**ACTION ITEM:** Copy, from the entries below, each line where the word "integral" can be found.

**RECORDS:**
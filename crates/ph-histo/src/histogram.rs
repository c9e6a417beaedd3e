//! Uniform-binned 1-D histogram.

use serde::{Deserialize, Serialize};

/// Where a value lands on a histogram axis.
#[derive(Debug, Clone, Copy, PartialEq, Eq)]
pub enum BinIndex {
    /// Below the lower edge.
    Underflow,
    /// In-range bin (0-based).
    Bin(usize),
    /// At or above the upper edge, or NaN.
    Overflow,
}

/// A 1D histogram with uniform bins.
#[derive(Debug, Clone, PartialEq, Serialize, Deserialize)]
pub struct Hist1D {
    /// Histogram name (full, including the booking base).
    pub name: String,
    /// Histogram title.
    pub title: String,
    /// Number of bins (excluding under/overflow).
    pub n_bins: usize,
    /// Lower edge of first bin.
    pub x_min: f64,
    /// Upper edge of last bin.
    pub x_max: f64,
    /// Bin contents (sum of weights, length = n_bins).
    pub bin_content: Vec<f64>,
    /// Sum of weights squared per bin.
    pub sumw2: Vec<f64>,
    /// Underflow sum of weights.
    pub underflow: f64,
    /// Overflow sum of weights.
    pub overflow: f64,
    /// Underflow sum of weights squared.
    pub underflow_sumw2: f64,
    /// Overflow sum of weights squared.
    pub overflow_sumw2: f64,
    /// Number of fill calls, including under/overflow.
    pub entries: u64,
}

impl Hist1D {
    /// Empty histogram. Binning is validated by the caller
    /// ([`crate::HistSet::book`]).
    pub fn new(
        name: impl Into<String>,
        title: impl Into<String>,
        n_bins: usize,
        x_min: f64,
        x_max: f64,
    ) -> Self {
        Self {
            name: name.into(),
            title: title.into(),
            n_bins,
            x_min,
            x_max,
            bin_content: vec![0.0; n_bins],
            sumw2: vec![0.0; n_bins],
            underflow: 0.0,
            overflow: 0.0,
            underflow_sumw2: 0.0,
            overflow_sumw2: 0.0,
            entries: 0,
        }
    }

    /// Bin width.
    pub fn bin_width(&self) -> f64 {
        (self.x_max - self.x_min) / self.n_bins as f64
    }

    /// Bin edges (length = n_bins + 1).
    pub fn bin_edges(&self) -> Vec<f64> {
        let w = self.bin_width();
        (0..=self.n_bins).map(|i| self.x_min + w * i as f64).collect()
    }

    /// Centre of in-range bin `i`.
    pub fn bin_center(&self, i: usize) -> f64 {
        self.x_min + self.bin_width() * (i as f64 + 0.5)
    }

    /// Locate `x` on the axis.
    ///
    /// `x < x_min` is underflow, `x >= x_max` is overflow. NaN is treated as
    /// overflow so that a degenerate ratio never disappears silently. A
    /// histogram without bins sends everything in range to overflow.
    pub fn find_bin(&self, x: f64) -> BinIndex {
        if x < self.x_min {
            return BinIndex::Underflow;
        }
        if x.is_nan() || x >= self.x_max || self.n_bins == 0 {
            return BinIndex::Overflow;
        }
        let b = (self.n_bins as f64 * (x - self.x_min) / (self.x_max - self.x_min)) as usize;
        // Rounding can push values just below x_max onto n_bins.
        BinIndex::Bin(b.min(self.n_bins - 1))
    }

    /// Add `weight` at `x`.
    pub fn fill(&mut self, x: f64, weight: f64) -> BinIndex {
        let w2 = weight * weight;
        let bin = self.find_bin(x);
        match bin {
            BinIndex::Underflow => {
                self.underflow += weight;
                self.underflow_sumw2 += w2;
            }
            BinIndex::Overflow => {
                self.overflow += weight;
                self.overflow_sumw2 += w2;
            }
            BinIndex::Bin(b) => {
                self.bin_content[b] += weight;
                self.sumw2[b] += w2;
            }
        }
        self.entries += 1;
        bin
    }

    /// Sum of in-range weights.
    pub fn integral(&self) -> f64 {
        self.bin_content.iter().sum()
    }

    /// Statistical error of bin `i` (sqrt of `sumw2`).
    pub fn bin_error(&self, i: usize) -> f64 {
        self.sumw2[i].sqrt()
    }

    /// Weighted mean of in-range fills, evaluated at bin centres.
    pub fn mean(&self) -> Option<f64> {
        let sumw = self.integral();
        if sumw == 0.0 {
            return None;
        }
        let sumwx: f64 =
            self.bin_content.iter().enumerate().map(|(i, w)| w * self.bin_center(i)).sum();
        Some(sumwx / sumw)
    }
}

**SOLUTION TO THE PROBLEM:**
    pub fn integral(&self) -> f64 {
        let sumw = self.integral();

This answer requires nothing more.